Editor's Viewpoint: Research gives us food for thought
Our love of a good old Ulster fry seasoned with a liberal shaking of salt and featuring dipped soda and potato bread may be an exaggerated view of the Northern Ireland diet, but not by much if the latest medical evidence is correct.
For too much fat, too much salt and lack of vegetables in our daily food is literally killing us, with almost 2,000 needless deaths attributed to these factors in a two-year period. That is a shocking statistic and should make us all think more carefully about what we eat.
The Mediterranean diet - plenty of vegetables and a glass of red wine - used to be held up as an effective way to combat what was our biggest killer, heart disease. But many lives could be saved from strokes, heart disease and diet-related cancers if we adopted the eating habits of much nearer neighbours, people living in England. For they have a greater intake of fruit and vegetables and cut down on the fat and salt and their death rates from those diseases are - statistically speaking - significantly lower.

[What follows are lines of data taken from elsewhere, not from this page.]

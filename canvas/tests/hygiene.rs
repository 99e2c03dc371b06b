//! Hygiene: source-level rules for the canvas crate, checked at test time.
//!
//! Each rule has a budget (ideally zero). The budget never grows: adding an
//! occurrence means removing another one first.

use std::fs;
use std::path::Path;

struct Rule {
    pattern: &'static str,
    budget: usize,
    label: &'static str,
}

const RULES: &[Rule] = &[
    // Panics.
    Rule { pattern: ".unwrap()", budget: 0, label: "unwrap" },
    Rule { pattern: ".expect(", budget: 0, label: "expect" },
    Rule { pattern: "panic!(", budget: 0, label: "panic" },
    Rule { pattern: "unreachable!(", budget: 0, label: "unreachable" },
    Rule { pattern: "todo!(", budget: 0, label: "todo" },
    Rule { pattern: "unimplemented!(", budget: 0, label: "unimplemented" },
    // Silent loss.
    Rule { pattern: "let _ =", budget: 0, label: "silent discard" },
    Rule { pattern: ".ok()", budget: 0, label: "dot ok" },
    // Hosts own output.
    Rule { pattern: "println!(", budget: 0, label: "println" },
    Rule { pattern: "eprintln!(", budget: 0, label: "eprintln" },
    Rule { pattern: "#[allow(dead_code)]", budget: 0, label: "allow dead_code" },
];

/// Crates the render context must never reach for: it neither does I/O nor
/// schedules work.
const FORBIDDEN_PATHS: &[&str] = &["reqwest::", "tokio::", "std::net::", "std::thread::"];

struct SourceFile {
    path: String,
    content: String,
}

/// Production `.rs` files under `src/`, test files excluded.
fn source_files() -> Vec<SourceFile> {
    let mut files = Vec::new();
    collect_rs_files(Path::new("src"), &mut files);
    files
}

fn collect_rs_files(dir: &Path, out: &mut Vec<SourceFile>) {
    let Ok(entries) = fs::read_dir(dir) else {
        return;
    };
    for entry in entries.flatten() {
        let path = entry.path();
        if path.is_dir() {
            collect_rs_files(&path, out);
            continue;
        }
        let path_str = path.to_string_lossy().to_string();
        if !path_str.ends_with(".rs") || path_str.ends_with("_test.rs") {
            continue;
        }
        if let Ok(content) = fs::read_to_string(&path) {
            out.push(SourceFile { path: path_str, content });
        }
    }
}

fn hits(files: &[SourceFile], pattern: &str) -> Vec<(String, usize)> {
    files
        .iter()
        .map(|file| (file.path.clone(), file.content.lines().filter(|line| line.contains(pattern)).count()))
        .filter(|(_, count)| *count > 0)
        .collect()
}

fn report(hits: &[(String, usize)]) -> String {
    hits.iter()
        .map(|(path, count)| format!("  {path}: {count}"))
        .collect::<Vec<_>>()
        .join("\n")
}

#[test]
fn sources_are_found() {
    let files = source_files();
    assert!(files.iter().any(|f| f.path.ends_with("lib.rs")), "run from the crate root");
}

#[test]
fn budgets_hold() {
    let files = source_files();
    let mut failures = Vec::new();
    for rule in RULES {
        let found = hits(&files, rule.pattern);
        let count: usize = found.iter().map(|(_, c)| c).sum();
        if count > rule.budget {
            failures.push(format!("{} budget exceeded: found {count}, max {}.\n{}", rule.label, rule.budget, report(&found)));
        }
    }
    assert!(failures.is_empty(), "{}", failures.join("\n"));
}

#[test]
fn render_context_stays_pure() {
    let files = source_files();
    let mut offenders = Vec::new();
    for path in FORBIDDEN_PATHS {
        for file in files.iter().filter(|f| f.content.contains(path)) {
            offenders.push(format!("{}: {path}", file.path));
        }
    }
    assert!(offenders.is_empty(), "I/O or scheduling in the render context:\n{}", offenders.join("\n"));
}
//! REST API server module
//!
//! Provides an OpenAPI-documented HTTP gateway for starting download jobs,
//! polling artifacts, retrieving files, discovering qualities, and consuming
//! the server-sent event stream.

use crate::{Config, MediaDownloader, Result};
use axum::{
    Router,
    http::HeaderValue,
    routing::{get, post},
};
use std::sync::Arc;
use tokio::net::TcpListener;
use tower_http::cors::{AllowOrigin, Any, CorsLayer};
use utoipa::OpenApi;
use utoipa_swagger_ui::SwaggerUi;

pub mod error_response;
pub mod openapi;
pub mod routes;
pub mod state;

pub use openapi::ApiDoc;
pub use state::AppState;

/// Create the API router with all route definitions
///
/// # Routes
///
/// ## Jobs
/// - `POST /download` - Start a download job (form fields: url, format, quality)
/// - `GET /get_filename?client_id=..` - Artifact filename of a completed job
///
/// ## Files
/// - `GET /download_file?filename=..` - Stream an artifact as an attachment
///
/// ## Discovery
/// - `GET /get_available_qualities?url=..` - List available resolutions
///
/// ## System
/// - `GET /health` - Health check
/// - `GET /events` - Server-sent events stream
/// - `GET /openapi.json` - OpenAPI specification
/// - `GET /swagger-ui` - Interactive documentation (if enabled)
/// - `POST /shutdown` - Graceful shutdown
pub fn create_router(downloader: Arc<MediaDownloader>, config: Arc<Config>) -> Router {
    let state = AppState::new(downloader, config.clone());

    let router = Router::new()
        // Jobs
        .route("/download", post(routes::start_download))
        .route("/get_filename", get(routes::get_filename))
        // Files
        .route("/download_file", get(routes::download_file))
        // Discovery
        .route("/get_available_qualities", get(routes::get_available_qualities))
        // System
        .route("/health", get(routes::health_check))
        .route("/events", get(routes::event_stream))
        .route("/openapi.json", get(routes::openapi_spec))
        .route("/shutdown", post(routes::shutdown));

    // Merge Swagger UI routes if enabled in config (before applying state).
    // The UI fetches its spec from /api-docs/openapi.json; the plain
    // /openapi.json route above stays available for API clients.
    let router = if config.server.api.swagger_ui {
        router.merge(SwaggerUi::new("/swagger-ui").url("/api-docs/openapi.json", ApiDoc::openapi()))
    } else {
        router
    };

    let router = router.with_state(state);

    // Apply CORS middleware if enabled in config
    if config.server.api.cors_enabled {
        let cors = build_cors_layer(&config.server.api.cors_origins);
        router.layer(cors)
    } else {
        router
    }
}

/// Build a CORS layer based on configured origins
///
/// Origins support "*" for any origin; unparseable origins are skipped.
fn build_cors_layer(origins: &[String]) -> CorsLayer {
    let allow_any = origins.iter().any(|o| o == "*");

    if allow_any || origins.is_empty() {
        CorsLayer::new()
            .allow_origin(Any)
            .allow_methods(Any)
            .allow_headers(Any)
    } else {
        let allowed: Vec<HeaderValue> = origins.iter().filter_map(|o| o.parse().ok()).collect();

        CorsLayer::new()
            .allow_origin(AllowOrigin::list(allowed))
            .allow_methods(Any)
            .allow_headers(Any)
    }
}

/// Start the API server on the configured bind address.
///
/// Binds a TCP listener and serves the router until the process shuts down.
///
/// # Example
///
/// ```no_run
/// use media_dl::{Config, MediaDownloader};
/// use std::sync::Arc;
///
/// # async fn example() -> Result<(), Box<dyn std::error::Error>> {
/// let config = Arc::new(Config::default());
/// let downloader = Arc::new(MediaDownloader::new((*config).clone()).await?);
///
/// // Start API server (blocks until shutdown)
/// media_dl::api::start_api_server(downloader, config).await?;
/// # Ok(())
/// # }
/// ```
pub async fn start_api_server(
    downloader: Arc<MediaDownloader>,
    config: Arc<Config>,
) -> Result<()> {
    let bind_address = config.server.api.bind_address;

    tracing::info!(
        address = %bind_address,
        "Starting API server"
    );

    let app = create_router(downloader, config);

    let listener = TcpListener::bind(bind_address)
        .await
        .map_err(crate::error::Error::Io)?;

    tracing::info!(
        address = %bind_address,
        "API server listening"
    );

    axum::serve(listener, app)
        .await
        .map_err(|e| crate::error::Error::ApiServerError(e.to_string()))?;

    tracing::info!("API server stopped");
    Ok(())
}

// unwrap/expect are acceptable in tests for concise failure-on-error assertions
#[allow(clippy::unwrap_used, clippy::expect_used)]
#[cfg(test)]
mod tests;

The medical evidence inevitably has led to a call for greater action from Stormont and there is scope for formulating a co-ordinated approach involving sectors like health and education. Maybe we need shock food advertisements like those aimed at drunken or careless drivers to shake us out of our complacency about our diets. Or perhaps sample meals using the most nutritious foodstuffs could be more widely publicised to help people make the right choices, but individual taste and cost will still be strong determining factors.
But the real desire to change must come from each individual. Health professionals and educators can only put the evidence before us, they cannot accompany us on the weekly shopping trip to the supermarket. There really is no excuse for not changing our diet. Our health is the incentive and the range of quality of good food now available is greater than it has ever been. Living longer can be as simple as eating correctly.